Exercise objective: Return a copy of every line in the data below that contains "records".

Stored data:

//! Shape records for the figure editor.

mod binding;
mod curve;
mod style;
mod text;

pub use binding::{Binding, PathParam};
pub use curve::{Curve, CurveDegree};
pub use style::{SerializableColor, ShapeStyle, StrokeStyle};
pub use text::{ImageContent, TextContent};

use kurbo::{Point, Vec2};
use serde::{Deserialize, Serialize};
use thiserror::Error;
use uuid::Uuid;

/// Unique identifier for shapes.
pub type ShapeId = Uuid;

/// Coarse grouping of shape kinds, deciding which transform strategy applies.
#[derive(Debug, Clone, Copy, PartialEq, Eq)]
pub enum Category {
    /// Shapes defined by their vertices (point, segment, polygon, freehand).
    Vertex,
    /// Axis-aligned boxes around their own center: rectangle, square, circle,
    /// ellipse, text and image.
    Box,
    /// Analytic curves defined by coefficients.
    Curve,
}

/// What a shape is. Category payloads live on the variant.
#[derive(Debug, Clone, PartialEq, Serialize, Deserialize)]
#[serde(tag = "type", rename_all = "snake_case")]
pub enum ShapeKind {
    Point,
    Segment,
    Polygon,
    Rectangle,
    Square,
    Circle,
    Ellipse,
    Text(TextContent),
    Image(ImageContent),
    Freehand,
    Curve(Curve),
}

impl ShapeKind {
    pub fn category(&self) -> Category {
        match self {
            ShapeKind::Point | ShapeKind::Segment | ShapeKind::Polygon | ShapeKind::Freehand => {
                Category::Vertex
            }
            ShapeKind::Rectangle
            | ShapeKind::Square
            | ShapeKind::Circle
            | ShapeKind::Ellipse
            | ShapeKind::Text(_)
            | ShapeKind::Image(_) => Category::Box,
            ShapeKind::Curve(_) => Category::Curve,
        }
    }

    /// Kinds that always keep their width/height ratio when resized.
    pub fn locks_aspect(&self) -> bool {
        matches!(self, ShapeKind::Square | ShapeKind::Circle)
    }

    /// Kinds whose boundary is an ellipse inscribed in the box.
    pub fn is_round(&self) -> bool {
        matches!(self, ShapeKind::Circle | ShapeKind::Ellipse)
    }

    /// Short lowercase name, used in log and error messages.
    pub fn name(&self) -> &'static str {
        match self {
            ShapeKind::Point => "point",
            ShapeKind::Segment => "segment",
            ShapeKind::Polygon => "polygon",
            ShapeKind::Rectangle => "rectangle",
            ShapeKind::Square => "square",
            ShapeKind::Circle => "circle",
            ShapeKind::Ellipse => "ellipse",
            ShapeKind::Text(_) => "text",
            ShapeKind::Image(_) => "image",
            ShapeKind::Freehand => "freehand",
            ShapeKind::Curve(_) => "curve",
        }
    }

    /// Check whether `count` defining points are valid for this kind.
    fn accepts_point_count(&self, count: usize) -> bool {
        match self {
            ShapeKind::Point | ShapeKind::Text(_) | ShapeKind::Image(_) => count == 1,
            ShapeKind::Segment => count == 2,
            ShapeKind::Polygon => count >= 3,
            ShapeKind::Rectangle | ShapeKind::Square | ShapeKind::Circle | ShapeKind::Ellipse => {
                count == 2
            }
            ShapeKind::Freehand => count >= 1,
            ShapeKind::Curve(_) => count == 0,
        }
    }
}

/// Errors for malformed shape records.
#[derive(Debug, Error, PartialEq)]
pub enum ShapeError {
    #[error("{kind} shape {id} has {count} defining points")]
    PointCount {
        id: ShapeId,
        kind: &'static str,
        count: usize,
    },
    #[error("shape {0} has a non-finite coordinate")]
    NonFinite(ShapeId),
    #[error("shape {0} is bound to itself")]
    SelfBinding(ShapeId),
    #[error("shape {id} is bound to missing parent {parent}")]
    DanglingParent { id: ShapeId, parent: ShapeId },
    #[error("shape {id} has edge parameter {t} outside [0, 1]")]
    EdgeParameter { id: ShapeId, t: f64 },
}

/// An identified geometric figure.
///
/// `points` are always pre-rotation; `rotation` (degrees) turns the shape about
/// its own geometric center. Consumers that need on-screen positions go through
/// [`crate::geometry::visual_corners`].
#[derive(Debug, Clone, PartialEq, Serialize, Deserialize)]
pub struct Shape {
    pub id: ShapeId,
    pub kind: ShapeKind,
    #[serde(default)]
    pub points: Vec<Point>,
    /// Rotation in degrees about the shape's own center.
    #[serde(default)]
    pub rotation: f64,
    #[serde(default)]
    pub style: ShapeStyle,
    #[serde(default, skip_serializing_if = "Option::is_none")]
    pub binding: Option<Binding>,
}

impl Shape {
    /// Create a shape of any kind from its defining points.
    pub fn new(kind: ShapeKind, points: Vec<Point>) -> Self {
        Self {
            id: Uuid::new_v4(),
            kind,
            points,
            rotation: 0.0,
            style: ShapeStyle::default(),
            binding: None,
        }
    }

    pub fn point(at: Point) -> Self {
        Self::new(ShapeKind::Point, vec![at])
    }

    pub fn segment(start: Point, end: Point) -> Self {
        Self::new(ShapeKind::Segment, vec![start, end])
    }

    pub fn polygon(vertices: Vec<Point>) -> Self {
        Self::new(ShapeKind::Polygon, vertices)
    }

    /// Create a rectangle from two opposite corners.
    pub fn rectangle(p1: Point, p2: Point) -> Self {
        Self::new(ShapeKind::Rectangle, vec![p1, p2])
    }

    /// Create a square with `p1` as one corner, growing towards `p2` by the larger side.
    pub fn square(p1: Point, p2: Point) -> Self {
        let side = (p2.x - p1.x).abs().max((p2.y - p1.y).abs());
        let corner = Point::new(
            p1.x + side.copysign(p2.x - p1.x),
            p1.y + side.copysign(p2.y - p1.y),
        );
        Self::new(ShapeKind::Square, vec![p1, corner])
    }

    pub fn circle(center: Point, radius: f64) -> Self {
        let r = Vec2::new(radius, radius);
        Self::new(ShapeKind::Circle, vec![center - r, center + r])
    }

    /// Create an ellipse inscribed in the box spanned by two opposite corners.
    pub fn ellipse(p1: Point, p2: Point) -> Self {
        Self::new(ShapeKind::Ellipse, vec![p1, p2])
    }

    pub fn text(anchor: Point, content: TextContent) -> Self {
        Self::new(ShapeKind::Text(content), vec![anchor])
    }

    pub fn image(anchor: Point, content: ImageContent) -> Self {
        Self::new(ShapeKind::Image(content), vec![anchor])
    }

    pub fn freehand(points: Vec<Point>) -> Self {
        Self::new(ShapeKind::Freehand, points)
    }

    pub fn curve(curve: Curve) -> Self {
        Self::new(ShapeKind::Curve(curve), Vec::new())
    }

    pub fn with_rotation(mut self, degrees: f64) -> Self {
        self.rotation = degrees;
        self
    }

    pub fn with_binding(mut self, binding: Binding) -> Self {
        self.binding = Some(binding);
        self
    }

    pub fn category(&self) -> Category {
        self.kind.category()
    }

    /// Copy of this shape with every defining point translated by `delta`.
    pub fn translated(&self, delta: Vec2) -> Self {
        let mut shape = self.clone();
        for p in &mut shape.points {
            *p += delta;
        }
        shape
    }

    /// Check the record for structural problems that do not depend on other shapes.
    pub fn validate(&self) -> Result<(), ShapeError> {
        if !self.kind.accepts_point_count(self.points.len()) {
            return Err(ShapeError::PointCount {
                id: self.id,
                kind: self.kind.name(),
                count: self.points.len(),
            });
        }
        let finite = self.points.iter().all(|p| p.is_finite()) && self.rotation.is_finite();
        if !finite {
            return Err(ShapeError::NonFinite(self.id));
        }
        if let Some(binding) = &self.binding {
            if binding.names(self.id) {
                return Err(ShapeError::SelfBinding(self.id));
            }
            if let Binding::OnEdge { t, .. } = binding {
                if !(0.0..=1.0).contains(t) {
                    return Err(ShapeError::EdgeParameter { id: self.id, t: *t });
                }
            }
        }
        Ok(())
    }
}
//! Freehand stroke recognition.
//!
//! Turns a rough stroke into a canonical shape when the match is clear, and
//! returns None otherwise so the caller keeps the raw stroke.

use crate::geometry::{self, EPSILON, distance};
use crate::shapes::{Shape, ShapeKind};
use kurbo::{Point, Rect, Vec2};

/// Strokes with fewer points are never classified.
pub const MIN_POINTS: usize = 10;
/// Simplification tolerance for the straight-line test.
pub const LINE_TOLERANCE: f64 = 20.0;
/// Ends at least this fraction of the bounding diagonal apart may form a line.
pub const LINE_END_RATIO: f64 = 0.5;
/// Ends within this fraction of the path length close the loop.
pub const CLOSED_END_RATIO: f64 = 0.2;
/// Lower bound and diagonal fraction of the corner-finding tolerance.
pub const CORNER_TOLERANCE_MIN: f64 = 10.0;
pub const CORNER_TOLERANCE_RATIO: f64 = 0.04;
/// A box counts as square when width/height is within this distance of 1.
pub const SQUARE_RATIO_TOLERANCE: f64 = 0.15;
/// Largest coefficient of variation of the radius that still reads as a circle.
pub const CIRCLE_MAX_CV: f64 = 0.22;

/// A classified stroke: the canonical kind and its defining points.
#[derive(Debug, Clone, PartialEq)]
pub struct Recognized {
    pub kind: ShapeKind,
    pub points: Vec<Point>,
}

impl Recognized {
    pub fn into_shape(self) -> Shape {
        Shape::new(self.kind, self.points)
    }
}

/// Classify a freehand stroke.
///
/// Corner counting runs before the circle test; otherwise noisy rectangles
/// read as circles.
pub fn classify(points: &[Point]) -> Option<Recognized> {
    if points.len() < MIN_POINTS {
        return None;
    }
    let bounds = bounding_rect(points)?;
    let diagonal = bounds.width().hypot(bounds.height());
    if diagonal < EPSILON {
        return None;
    }
    let (first, last) = (*points.first()?, *points.last()?);
    let end_gap = distance(first, last);
    let length: f64 = points.windows(2).map(|w| distance(w[0], w[1])).sum();

    if end_gap >= diagonal * LINE_END_RATIO && rdp_simplify(points, LINE_TOLERANCE).len() <= 3 {
        log::debug!("Stroke of {} points recognized as segment", points.len());
        return Some(Recognized {
            kind: ShapeKind::Segment,
            points: vec![first, last],
        });
    }

    if end_gap > length * CLOSED_END_RATIO {
        return None;
    }

    let tolerance = CORNER_TOLERANCE_MIN.max(diagonal * CORNER_TOLERANCE_RATIO);
    let mut corners = rdp_simplify(points, tolerance);
    let closing = corners
        .first()
        .zip(corners.last())
        .is_some_and(|(a, b)| distance(*a, *b) <= tolerance);
    if closing && corners.len() > 1 {
        corners.pop();
    }

    let count = corners.len();
    let recognized = match count {
        3 => Recognized {
            kind: ShapeKind::Polygon,
            points: corners,
        },
        4 | 5 => {
            let ratio = bounds.width() / bounds.height().max(EPSILON);
            let kind = if (ratio - 1.0).abs() <= SQUARE_RATIO_TOLERANCE {
                ShapeKind::Square
            } else {
                ShapeKind::Rectangle
            };
            Recognized {
                kind,
                points: vec![Point::new(bounds.x0, bounds.y0), Point::new(bounds.x1, bounds.y1)],
            }
        }
        _ => circle_fit(points)?,
    };
    log::debug!("Closed stroke with {count} corners recognized as {}", recognized.kind.name());
    Some(recognized)
}

/// Circle around the centroid with the mean radius, if the radii are even enough.
fn circle_fit(points: &[Point]) -> Option<Recognized> {
    let center = geometry::centroid(points)?;
    let radii: Vec<f64> = points.iter().map(|p| distance(*p, center)).collect();
    let n = radii.len() as f64;
    let mean = radii.iter().sum::<f64>() / n;
    if mean < EPSILON {
        return None;
    }
    let variance = radii.iter().map(|r| (r - mean).powi(2)).sum::<f64>() / n;
    let cv = variance.sqrt() / mean;
    if cv >= CIRCLE_MAX_CV {
        log::debug!("Closed stroke rejected as circle (cv {cv:.3})");
        return None;
    }
    let r = Vec2::new(mean, mean);
    Some(Recognized {
        kind: ShapeKind::Circle,
        points: vec![center - r, center + r],
    })
}

fn bounding_rect(points: &[Point]) -> Option<Rect> {
    let first = points.first()?;
    Some(
        points
            .iter()
            .skip(1)
            .fold(Rect::from_points(*first, *first), |r, p| r.union_pt(*p)),
    )
}

/// Ramer-Douglas-Peucker line simplification.
fn rdp_simplify(points: &[Point], tolerance: f64) -> Vec<Point> {
    if points.len() < 3 {
        return points.to_vec();
    }

    let first = points[0];
    let last = points[points.len() - 1];

    let mut max_dist = 0.0;
    let mut max_index = 0;
    for (i, point) in points.iter().enumerate().skip(1).take(points.len() - 2) {
        let dist = perpendicular_distance(*point, first, last);
        if dist > max_dist {
            max_dist = dist;
            max_index = i;
        }
    }

    if max_dist > tolerance {
        let mut left = rdp_simplify(&points[..=max_index], tolerance);
        let right = rdp_simplify(&points[max_index..], tolerance);
        // Junction point appears in both halves.
        left.pop();
        left.extend(right);
        left
    } else {
        vec![first, last]
    }
}

/// Distance from `point` to the infinite line through `a` and `b`, or to `a`
/// when the line is degenerate (as for a closed loop).
fn perpendicular_distance(point: Point, a: Point, b: Point) -> f64 {
    let d = b - a;
    let len_sq = d.hypot2();
    if len_sq < EPSILON {
        return distance(point, a);
    }
    (point - a).cross(d).abs() / len_sq.sqrt()
}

Reply to the exercise:
//! Shape records for the figure editor.
/// Errors for malformed shape records.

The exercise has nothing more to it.